Since having a daughter of my own I have been acutely aware of media of all kinds and it's effect on girls. A lot of my class was based around the sexualization of women in TV as well as the violence of print ads and the pressure to be thin. It has been 11 years since this course and there are not only been any forward mobility in this movement it is the opposite. Reality TV has brought us so much more to worry about. Now girls believe that having a relationship with a guy is utmost important to their self worth and that these relationships will involve fighting and possibly competing with other girls to get said guy. This competition with other girls is catty and rude in nature (The Girl Scout Research Institute 2011). Reality TV personalities like Snooki show my daughter that she doesn't need education, self-worth or any sort of class at all to be well-known, rich and famous.
And before they may be interested in Reality TV it seems to be Disney's modus operandi to snag them in preschool and marinate them in glitter and all things "wait for your prince to come". Who cares what happens to our daughter's brains when they are making a cool more than 4 BILLION dollars a year worldwide in products 2.6 more billion at the box office (Disney Consumer Products Research).
I think Disney says it best when they tell me: "Little girls never forget their first encounter with a Disney Princess. Even long after they're all grown up, they continue to pass along their love for these heroines, introducing them to their own daughters." (Disney Consumer Products Research).
As for passing things on to my own daughter, here is what from my youth I intend to pass on.

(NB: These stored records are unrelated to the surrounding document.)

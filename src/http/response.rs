//! Response emission.
//!
//! # Responsibilities
//! - Serialize dispatch outcomes as JSON with their status
//! - Answer unmatched routes with the error body shape

use axum::http::StatusCode;
use axum::response::{IntoResponse, Response};
use axum::Json;

use crate::dispatch::DispatchOutcome;

impl IntoResponse for DispatchOutcome {
    fn into_response(self) -> Response {
        (self.status, Json(self.body)).into_response()
    }
}

/// Fallback for paths and methods with no registered route.
pub async fn route_not_found() -> DispatchOutcome {
    DispatchOutcome::error(StatusCode::NOT_FOUND, "Route not found")
}
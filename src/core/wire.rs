//! The client's view of the relay's JSON bodies.
//!
//! `body` is always lowercase hex; `phase` is free text. The relay wraps
//! every response in a `welcome` object, which may carry a fatal `error`.

use std::sync::{
    Arc,
    atomic::{AtomicBool, Ordering},
};

use serde_derive::{Deserialize, Serialize};

use super::WormholeError;

/// Server-supplied metadata included in every response and pushed as the
/// first event on a stream.
#[derive(Deserialize, Debug, Default, Clone)]
pub struct Welcome {
    pub current_version: Option<String>,
    pub motd: Option<String>,
    pub error: Option<String>,
}

#[derive(Serialize, Debug)]
pub struct OutboundMessage<'a> {
    pub side: &'a str,
    pub phase: &'a str,
    pub body: String,
}

#[derive(Deserialize, Debug)]
pub struct MessageEntry {
    pub phase: String,
    pub body: String,
}

#[derive(Deserialize, Debug)]
pub struct ChannelResponse {
    #[serde(default)]
    pub welcome: Welcome,
    pub messages: Vec<MessageEntry>,
}

#[derive(Deserialize, Debug)]
pub struct AllocatedResponse {
    #[serde(default)]
    pub welcome: Welcome,
    #[serde(rename = "channel-id")]
    pub channel_id: u32,
}

#[derive(Serialize, Debug)]
pub struct SideOnly<'a> {
    pub side: &'a str,
}

/// Funnel for every welcome the relay hands us: shows the MOTD once, warns
/// once on a version mismatch, and turns a server `error` into a fatal
/// [`WormholeError::Server`].
pub struct WelcomeGate {
    relay: String,
    motd_shown: AtomicBool,
    version_warned: AtomicBool,
}

impl WelcomeGate {
    pub fn new(relay: String) -> Arc<Self> {
        Arc::new(WelcomeGate {
            relay,
            motd_shown: AtomicBool::new(false),
            version_warned: AtomicBool::new(false),
        })
    }

    pub fn observe(&self, welcome: &Welcome) -> Result<(), WormholeError> {
        if let Some(motd) = &welcome.motd {
            if !self.motd_shown.swap(true, Ordering::Relaxed) {
                tracing::info!("server at {} says: {}", self.relay, motd);
            }
        }
        if let Some(current) = &welcome.current_version {
            if current != env!("CARGO_PKG_VERSION")
                && !self.version_warned.swap(true, Ordering::Relaxed)
            {
                tracing::warn!(
                    "server claims {} is current, but ours is {}; \
                     errors may occur unless both sides run the same version",
                    current,
                    env!("CARGO_PKG_VERSION"),
                );
            }
        }
        if let Some(error) = &welcome.error {
            bail!(WormholeError::Server {
                message: error.clone(),
                relay: self.relay.clone(),
            });
        }
        Ok(())
    }
}

#[cfg(test)]
mod test {
    use serde_json::{Value, from_str, json};

    use super::*;

    #[test]
    fn test_outbound_message() {
        let m = OutboundMessage {
            side: "side1",
            phase: "pake",
            body: hex::encode(b"body"),
        };
        let s = serde_json::to_string(&m).unwrap();
        let v: Value = from_str(&s).unwrap();
        assert_eq!(
            v,
            json!({"side": "side1", "phase": "pake", "body": "626f6479"})
        );
    }

    #[test]
    fn test_allocated_response() {
        let r: AllocatedResponse =
            from_str(r#"{"welcome": {"motd": "hello"}, "channel-id": 17}"#).unwrap();
        assert_eq!(r.channel_id, 17);
        assert_eq!(r.welcome.motd.as_deref(), Some("hello"));
    }

    #[test]
    fn test_channel_response_without_welcome() {
        let r: ChannelResponse =
            from_str(r#"{"messages": [{"phase": "pake", "body": "00ff"}]}"#).unwrap();
        assert_eq!(r.messages.len(), 1);
        assert_eq!(r.messages[0].phase, "pake");
        assert!(r.welcome.error.is_none());
    }

    #[test]
    fn test_welcome_error_is_fatal() {
        let gate = WelcomeGate::new("http://relay.example/".into());
        let ok: Welcome = from_str(r#"{"motd": "hi"}"#).unwrap();
        assert!(gate.observe(&ok).is_ok());

        let unwelcome: Welcome = from_str(r#"{"error": "closed for maintenance"}"#).unwrap();
        match gate.observe(&unwelcome) {
            Err(WormholeError::Server { message, relay }) => {
                assert_eq!(message, "closed for maintenance");
                assert_eq!(relay, "http://relay.example/");
            },
            other => panic!("expected a server error, got {other:?}"),
        }
    }
}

My mother was the first woman at her college to be inducted as an athlete into their Hall of Fame. She still holds the record for most points scored in a basketball game (40 pts) and even since adding the 3 point line no one has surpassed it.
My dad and mom told me I could be anything, and meant it. They encouraged me academically and especially fostered my love of questions and answers.
We played games together as a family, my mother and father love the newspaper and would talk to us about current events and get our opinions on them.
My mother did not allow us to call boys (or my brother to call girls until age 16). You may think that sounds sexist. It was not. She did not want us worrying about "relationships" when we should be free to think about other things.
My mother did not wear much make up in front of me and never expressed disdain for her body parts.
We were not called "princess" or "daddy's girl" or any nicknames that were gender specific. She called all of us (my brother, sister and myself) "babe" as her only term of endearment, otherwise we had nicknames derived from our names.
My brother was never discouraged from crying, playing dolls alongside of us or being sensitive, in fact he was encouraged to be sweet, kind and loving.
I never heard my dad make a sexist remark.
My brother was punished thoroughly the time he dared to tell my sister she "threw like a girl", by my mother who reminded him that she could out throw him and that he never (and hasn't to this day) ever scored 40 points in a basketball game.
My parents weren't perfect but in these ways they were. My parents thinking that I was a hard worker, smart and kind were the highest accolades I could think of as a child.
This is what is important for me. Society will continue to come up with new ways to entice my daughter into believing that how she looks is more important than what she thinks, and that her "heroines" should wear tulle and glitter. It's up to me to not be the passive female consumer they expect me to be. My daughter's self-worth depends on it.